Marketed as the company that understands the needs of military families, they have a few features to their products you won’t find elsewhere.

USAA Summary

USAA opened it’s doors in 1922 as United States Army Automobile Association, providing car insurance to military members who were having trouble obtaining coverage elsewhere due to insurers who considered them high-risk. Two years later they opened up their products to members of other branches of the military and changed the name to United Services Automobile Association (USAA).

In the 1960s, USAA expanded its product range to include homeowner’s and life insurance. They have a large headquarters in San Antonio, TX, and also have offices in England and Germany.

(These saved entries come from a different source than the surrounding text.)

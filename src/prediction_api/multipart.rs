//! Minimal `multipart/form-data` body encoder for file uploads.

use uuid::Uuid;

/// In-memory multipart form body.
#[derive(Debug)]
pub(crate) struct MultipartForm {
    boundary: String,
    body: Vec<u8>,
}

impl MultipartForm {
    /// Start an empty form with a random boundary.
    pub(crate) fn new() -> Self {
        Self::with_boundary(format!("damagecheck-{}", Uuid::new_v4().simple()))
    }

    pub(crate) fn with_boundary(boundary: impl Into<String>) -> Self {
        Self {
            boundary: boundary.into(),
            body: Vec::new(),
        }
    }

    /// Value for the request `Content-Type` header.
    pub(crate) fn content_type(&self) -> String {
        format!("multipart/form-data; boundary={}", self.boundary)
    }

    /// Append a plain text field.
    pub(crate) fn text(&mut self, name: &str, value: &str) {
        self.open_part();
        self.push_line(&format!(
            "Content-Disposition: form-data; name=\"{}\"",
            escape_quoted(name)
        ));
        self.push_line("");
        self.body.extend_from_slice(value.as_bytes());
        self.push_line("");
    }

    /// Append a file field with its original filename.
    pub(crate) fn file(&mut self, name: &str, filename: &str, content_type: &str, bytes: &[u8]) {
        self.open_part();
        self.push_line(&format!(
            "Content-Disposition: form-data; name=\"{}\"; filename=\"{}\"",
            escape_quoted(name),
            escape_quoted(filename)
        ));
        self.push_line(&format!("Content-Type: {content_type}"));
        self.push_line("");
        self.body.extend_from_slice(bytes);
        self.push_line("");
    }

    /// Close the form and return the encoded body.
    pub(crate) fn finish(mut self) -> Vec<u8> {
        let closing = format!("--{}--", self.boundary);
        self.push_line(&closing);
        self.body
    }

    fn open_part(&mut self) {
        let delimiter = format!("--{}", self.boundary);
        self.push_line(&delimiter);
    }

    fn push_line(&mut self, line: &str) {
        self.body.extend_from_slice(line.as_bytes());
        self.body.extend_from_slice(b"\r\n");
    }
}

fn escape_quoted(value: &str) -> String {
    value
        .replace('"', "%22")
        .replace('\r', "%0D")
        .replace('\n', "%0A")
}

USAA is not a corporation, but rather an inter-insurance exchange. This basically means that all of the policyholders insure each other, and are all owners of USAA’s assets. There are no stock or shareholders, and the company’s profits are kept either as assets or returned to the policyholders – we’ll take a closer look at how that works further down in the section on Subscriber’s Accounts.

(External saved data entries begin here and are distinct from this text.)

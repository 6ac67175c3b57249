//! Client for the hosted structural damage inference service.

use std::fmt;
use std::path::{Path, PathBuf};

use serde::{Deserialize, Serialize};
use url::Url;

use super::multipart::MultipartForm;
use crate::http_client::{self, MAX_BODY_BYTES};

/// Hosted inference service used by the desktop app.
pub const BASE_URL: &str = "https://testing-interface-for-cnn-lstm-2.onrender.com";

const PREDICT_PATH: &str = "predict";
const PREDICT_FILE_PATH: &str = "predict_file";
const MAX_DETAIL_CHARS: usize = 512;
const CSV_CONTENT_TYPE: &str = "text/csv";

/// Trained model the service should run.
#[derive(Clone, Copy, Debug, Default, PartialEq, Eq, Hash, Serialize, Deserialize)]
pub enum ModelSelection {
    #[default]
    #[serde(rename = "LSTM")]
    Lstm,
    #[serde(rename = "CNN")]
    Cnn,
    #[serde(rename = "CNN+LSTM")]
    CnnLstm,
}

impl ModelSelection {
    /// Every selectable model, in menu order.
    pub const ALL: [Self; 3] = [Self::Lstm, Self::Cnn, Self::CnnLstm];

    /// Identifier sent as `model_name`.
    pub fn wire_name(self) -> &'static str {
        match self {
            Self::Lstm => "LSTM",
            Self::Cnn => "CNN",
            Self::CnnLstm => "CNN+LSTM",
        }
    }
}

impl fmt::Display for ModelSelection {
    fn fmt(&self, f: &mut fmt::Formatter<'_>) -> fmt::Result {
        f.write_str(self.wire_name())
    }
}

/// Payload source for a single prediction call.
#[derive(Clone, Debug, PartialEq)]
pub enum PredictionInput {
    /// Parsed manual series, sent as JSON.
    Series(Vec<f64>),
    /// CSV file, uploaded as multipart form data.
    File(PathBuf),
}

#[derive(Clone, Debug, PartialEq)]
pub struct PredictionRequest {
    pub model: ModelSelection,
    pub input: PredictionInput,
}

/// Interpreted service reply.
#[derive(Clone, Debug, Default, PartialEq, Eq)]
pub struct PredictionResponse {
    /// Label to display; `None` when the reply carried no usable prediction.
    pub prediction: Option<String>,
    /// Model the service reports having used, if any.
    pub model_used: Option<String>,
}

#[derive(Debug, thiserror::Error)]
pub enum PredictError {
    #[error("Invalid service URL {url}: {reason}")]
    InvalidBaseUrl { url: String, reason: String },
    #[error("HTTP {code}: {detail}")]
    Status { code: u16, detail: String },
    #[error("HTTP error: {0}")]
    Transport(String),
    #[error("Failed to read {path}: {source}")]
    ReadFile {
        path: PathBuf,
        source: std::io::Error,
    },
    #[error("Invalid response: {0}")]
    InvalidResponse(String),
    #[error("Request canceled before it was sent")]
    Canceled,
}

#[derive(Serialize)]
struct PredictSeriesBody<'a> {
    model_name: &'static str,
    input_data: &'a [f64],
}

/// Blocking client bound to one service base URL.
#[derive(Clone, Debug)]
pub struct PredictionClient {
    predict_url: Url,
    predict_file_url: Url,
}

impl PredictionClient {
    /// Client for the hosted service at [`BASE_URL`].
    pub fn hosted() -> Result<Self, PredictError> {
        Self::new(BASE_URL)
    }

    /// Client for an arbitrary base URL; paths are appended to it.
    pub fn new(base: &str) -> Result<Self, PredictError> {
        let invalid = |reason: String| PredictError::InvalidBaseUrl {
            url: base.to_string(),
            reason,
        };
        let mut base_url = Url::parse(base).map_err(|err| invalid(err.to_string()))?;
        if base_url.cannot_be_a_base() {
            return Err(invalid("URL cannot be a base".to_string()));
        }
        if !base_url.path().ends_with('/') {
            let path = format!("{}/", base_url.path());
            base_url.set_path(&path);
        }
        let join = |path: &str| base_url.join(path).map_err(|err| invalid(err.to_string()));
        Ok(Self {
            predict_url: join(PREDICT_PATH)?,
            predict_file_url: join(PREDICT_FILE_PATH)?,
        })
    }

    pub fn predict_url(&self) -> &str {
        self.predict_url.as_str()
    }

    pub fn predict_file_url(&self) -> &str {
        self.predict_file_url.as_str()
    }

    /// Run one prediction call for `request`; never retries.
    pub fn predict(&self, request: &PredictionRequest) -> Result<PredictionResponse, PredictError> {
        match &request.input {
            PredictionInput::Series(series) => self.predict_series(request.model, series),
            PredictionInput::File(path) => self.predict_file(request.model, path),
        }
    }

    /// `POST /predict` with a JSON body. Non-finite values are sent as `null`.
    pub fn predict_series(
        &self,
        model: ModelSelection,
        series: &[f64],
    ) -> Result<PredictionResponse, PredictError> {
        let body = PredictSeriesBody {
            model_name: model.wire_name(),
            input_data: series,
        };
        let response = http_client::agent()
            .post(self.predict_url.as_str())
            .set("Accept", "application/json")
            .send_json(&body);
        handle_response(response)
    }

    /// `POST /predict_file` with `file` and `model_name` multipart fields.
    pub fn predict_file(
        &self,
        model: ModelSelection,
        path: &Path,
    ) -> Result<PredictionResponse, PredictError> {
        let bytes = std::fs::read(path).map_err(|source| PredictError::ReadFile {
            path: path.to_path_buf(),
            source,
        })?;
        let filename = path
            .file_name()
            .map(|name| name.to_string_lossy().into_owned())
            .unwrap_or_else(|| "upload.csv".to_string());
        let mut form = MultipartForm::new();
        form.file("file", &filename, CSV_CONTENT_TYPE, &bytes);
        form.text("model_name", model.wire_name());
        let content_type = form.content_type();
        let response = http_client::agent()
            .post(self.predict_file_url.as_str())
            .set("Accept", "application/json")
            .set("Content-Type", &content_type)
            .send_bytes(&form.finish());
        handle_response(response)
    }
}

fn handle_response(
    response: Result<ureq::Response, ureq::Error>,
) -> Result<PredictionResponse, PredictError> {
    let response = match response {
        Ok(response) => response,
        Err(ureq::Error::Status(code, response)) => {
            let body = http_client::read_error_body(response, MAX_BODY_BYTES);
            return Err(PredictError::Status {
                code,
                detail: error_detail(&body),
            });
        }
        Err(ureq::Error::Transport(err)) => {
            return Err(PredictError::Transport(err.to_string()));
        }
    };
    let body = http_client::read_body(response, MAX_BODY_BYTES)
        .map_err(|err| PredictError::InvalidResponse(err.to_string()))?;
    parse_prediction_response(&body)
}

/// Interpret a success body.
///
/// Follows how the web form treated `response.data.prediction`: strings are
/// shown as-is, falsy values (missing, `null`, `false`, `0`, `""`) show
/// nothing, and anything else is shown as compact JSON. Bodies that are not a
/// JSON object carry no prediction; a bare `null` body is a failure.
pub(crate) fn parse_prediction_response(body: &str) -> Result<PredictionResponse, PredictError> {
    let trimmed = body.trim();
    let value = match serde_json::from_str::<serde_json::Value>(trimmed) {
        Ok(value) => value,
        Err(err) => {
            tracing::warn!("Prediction response is not JSON ({err}): {}", clip(trimmed));
            return Ok(PredictionResponse::default());
        }
    };
    match value {
        serde_json::Value::Null => Err(PredictError::InvalidResponse(
            "Response body was null".to_string(),
        )),
        serde_json::Value::Object(mut fields) => Ok(PredictionResponse {
            prediction: fields.remove("prediction").and_then(display_label),
            model_used: fields
                .get("model_used")
                .and_then(serde_json::Value::as_str)
                .map(str::to_string),
        }),
        other => {
            tracing::warn!(
                "Prediction response is not an object: {}",
                clip(&other.to_string())
            );
            Ok(PredictionResponse::default())
        }
    }
}

fn display_label(value: serde_json::Value) -> Option<String> {
    use serde_json::Value;
    match value {
        Value::Null | Value::Bool(false) => None,
        Value::String(text) if text.is_empty() => None,
        Value::String(text) => Some(text),
        Value::Number(number) if number.as_f64() == Some(0.0) => None,
        other => Some(other.to_string()),
    }
}

/// Pull `detail` out of an error body, falling back to the raw text.
fn error_detail(body: &str) -> String {
    let trimmed = body.trim();
    let detail = serde_json::from_str::<serde_json::Value>(trimmed)
        .ok()
        .and_then(|value| value.get("detail").cloned())
        .map(|detail| match detail {
            serde_json::Value::String(text) => text,
            other => other.to_string(),
        })
        .unwrap_or_else(|| trimmed.to_string());
    clip(&detail)
}

fn clip(text: &str) -> String {
    if text.chars().count() <= MAX_DETAIL_CHARS {
        return text.to_string();
    }
    let mut clipped: String = text.chars().take(MAX_DETAIL_CHARS).collect();
    clipped.push('…');
    clipped
}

USAA is a full-service insurance and financial services company, offering banking, investment services, retirement planning, and more in addition to insurance policies. Some of their policies are underwritten by wholly owned subsidiary companies. They meet nearly every insurance and financial need that the average person could possibly need, making them a popular choice.

USAA ranks as the 6th largest auto insurer in the nation according to a 2014 study, and the 10th largest property & casualty insurer according to a 2014 FIO report. That makes it pretty clear that limiting their market to the military is not hurting the bottom line. In fact they continue to show a lot of growth and are likely to continue that way.

Who Can Join USAA

USAA is different from most insurance companies – many may offer affiliate discounts, but they don’t cater to one specific population. In order to obtain insurance from USAA, you will need to be eligible. The website provides a questionnaire to help people determine whether or not they will qualify.

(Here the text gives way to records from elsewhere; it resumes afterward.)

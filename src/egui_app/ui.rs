//! egui renderer for the prediction form.

mod form_panel;
mod missing_input_prompt;
mod result_panel;
mod status_bar;
pub mod style;

use std::path::PathBuf;
use std::time::Duration;

use crate::config::AppSettings;
use crate::egui_app::controller::EguiController;
use crate::prediction_api::PredictionClient;
use eframe::egui;

/// Smallest window size that keeps the form readable.
pub const MIN_VIEWPORT_SIZE: egui::Vec2 = egui::vec2(420.0, 520.0);

const BUSY_REPAINT_INTERVAL: Duration = Duration::from_millis(100);

/// Renders the egui UI using the shared controller state.
pub struct EguiApp {
    controller: EguiController,
    visuals_set: bool,
}

impl EguiApp {
    /// Create the app against the hosted prediction service.
    pub fn new(settings: &AppSettings) -> Result<Self, String> {
        let client = PredictionClient::hosted()
            .map_err(|err| format!("Failed to configure prediction service: {err}"))?;
        Ok(Self::with_controller(EguiController::new(client, settings)))
    }

    pub fn with_controller(controller: EguiController) -> Self {
        Self {
            controller,
            visuals_set: false,
        }
    }

    fn apply_visuals(&mut self, ctx: &egui::Context) {
        if self.visuals_set {
            return;
        }
        let mut visuals = egui::Visuals::dark();
        style::apply_visuals(&mut visuals);
        ctx.set_visuals(visuals);
        self.visuals_set = true;
    }

    fn take_dropped_files(&mut self, ctx: &egui::Context) {
        let dropped: Vec<PathBuf> = ctx.input(|i| {
            i.raw
                .dropped_files
                .iter()
                .filter_map(|file| file.path.clone())
                .collect()
        });
        if !dropped.is_empty() {
            self.controller.accept_dropped_files(dropped);
        }
    }
}

impl eframe::App for EguiApp {
    fn update(&mut self, ctx: &egui::Context, _frame: &mut eframe::Frame) {
        self.apply_visuals(ctx);
        self.controller.tick();
        let prompt_open = self.controller.ui.form.prompt.is_some();
        if !prompt_open {
            self.take_dropped_files(ctx);
        }
        self.render_status(ctx);
        egui::CentralPanel::default().show(ctx, |ui| {
            ui.add_enabled_ui(!prompt_open, |ui| {
                self.render_form(ui);
                ui.add_space(16.0);
                self.render_result(ui);
            });
        });
        self.render_missing_input_prompt(ctx);
        if self.controller.is_submitting() {
            ctx.request_repaint_after(BUSY_REPAINT_INTERVAL);
        }
    }
}
use eframe::egui::{
    Color32, Stroke, Visuals,
    epaint::{CornerRadius, Shadow},
    style::WidgetVisuals,
};

use crate::egui_app::state::PredictionResult;

#[derive(Clone, Copy)]
pub struct Palette {
    pub bg_primary: Color32,
    pub bg_secondary: Color32,
    pub bg_tertiary: Color32,
    pub panel_outline: Color32,
    pub grid_soft: Color32,
    pub text_primary: Color32,
    pub text_muted: Color32,
    pub accent_ice: Color32,
    pub warning: Color32,
}

pub fn palette() -> Palette {
    Palette {
        bg_primary: Color32::from_rgb(10, 10, 12),
        bg_secondary: Color32::from_rgb(26, 28, 30),
        bg_tertiary: Color32::from_rgb(42, 44, 48),
        panel_outline: Color32::from_rgb(38, 42, 48),
        grid_soft: Color32::from_rgb(30, 32, 36),
        text_primary: Color32::from_rgb(185, 192, 200),
        text_muted: Color32::from_rgb(140, 146, 155),
        accent_ice: Color32::from_rgb(167, 217, 255),
        warning: Color32::from_rgb(200, 128, 96),
    }
}

/// Result panel fill for the "Damaged" label.
pub const DAMAGED_FILL: Color32 = Color32::from_rgb(0xff, 0x4d, 0x4d);
/// Result panel fill for every other label, the error marker included.
pub const NOT_DAMAGED_FILL: Color32 = Color32::from_rgb(0x28, 0xa7, 0x45);
/// Submit button fill.
pub const SUBMIT_FILL: Color32 = Color32::from_rgb(0x00, 0x7b, 0xff);

pub fn result_fill(result: &PredictionResult) -> Color32 {
    if result.is_damaged() {
        DAMAGED_FILL
    } else {
        NOT_DAMAGED_FILL
    }
}

pub fn apply_visuals(visuals: &mut Visuals) {
    let palette = palette();
    visuals.window_fill = palette.bg_primary;
    visuals.panel_fill = palette.bg_secondary;
    visuals.override_text_color = Some(palette.text_primary);
    visuals.hyperlink_color = palette.accent_ice;
    visuals.extreme_bg_color = palette.bg_primary;
    visuals.faint_bg_color = palette.bg_secondary;
    visuals.error_fg_color = palette.warning;
    visuals.warn_fg_color = palette.warning;
    visuals.selection.bg_fill = palette.grid_soft;
    visuals.selection.stroke = Stroke::new(1.0, palette.accent_ice);
    visuals.widgets.noninteractive.bg_fill = palette.bg_secondary;
    visuals.widgets.noninteractive.fg_stroke = Stroke::new(1.0, palette.text_primary);
    set_rectilinear(&mut visuals.widgets.inactive, palette);
    set_rectilinear(&mut visuals.widgets.hovered, palette);
    set_rectilinear(&mut visuals.widgets.active, palette);
    set_rectilinear(&mut visuals.widgets.open, palette);
    visuals.window_corner_radius = CornerRadius::ZERO;
    visuals.menu_corner_radius = CornerRadius::ZERO;
    visuals.popup_shadow = Shadow::NONE;
    visuals.button_frame = true;
}

fn set_rectilinear(vis: &mut WidgetVisuals, palette: Palette) {
    vis.corner_radius = CornerRadius::ZERO;
    vis.bg_fill = palette.bg_tertiary;
    vis.weak_bg_fill = palette.grid_soft;
    vis.bg_stroke = Stroke::new(1.0, palette.panel_outline);
    vis.fg_stroke = Stroke::new(1.0, palette.text_primary);
}

#[derive(Clone, Copy, Debug, PartialEq, Eq)]
pub enum StatusTone {
    Idle,
    Busy,
    Info,
    Warning,
    Error,
}

pub fn status_badge_label(tone: StatusTone) -> &'static str {
    match tone {
        StatusTone::Idle => "Idle",
        StatusTone::Busy => "Submitting",
        StatusTone::Info => "Info",
        StatusTone::Warning => "Warning",
        StatusTone::Error => "Error",
    }
}

pub fn status_badge_color(tone: StatusTone) -> Color32 {
    match tone {
        StatusTone::Idle => Color32::from_rgb(42, 42, 42),
        StatusTone::Busy => Color32::from_rgb(31, 139, 255),
        StatusTone::Info => Color32::from_rgb(64, 140, 112),
        StatusTone::Warning => Color32::from_rgb(192, 138, 43),
        StatusTone::Error => Color32::from_rgb(192, 57, 43),
    }
}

A basic list of qualified people includes:

  • U.S. Military personnel and officers, whether active, retired, or honorably discharged
  • Children of current or former USAA members who had auto or property insurance
  • Academy cadets and midshipmen, those in ROTC (Reserve Officers Training Corps) on scholarships, and officer candidates
  • Former USAA members who have had auto or property insurance
  • Widows, widowers, or former spouses (who are not re-married) of USAA members who had USAA insurance while married

USAA has historically offered products to members of certain government agencies as well, but some of those rules have changed recently. It’s best to check with the company to determine if you qualify.

Insurance Products

USAA offers all of the basics of personal insurance as well as some specialty policies. Their product range is fairy comprehensive, so they are likely a one-stop shopping option for many people.

Auto Insurance

Auto insurance is USAA’s original product, and they have been offering it for almost 100 years. USAA offers everything you would expect from a comprehensive auto policy, including liability, comprehensive and collision, and many other options. Discounts include many of the choices offered by other major insurance companies along with a few more unusual ones.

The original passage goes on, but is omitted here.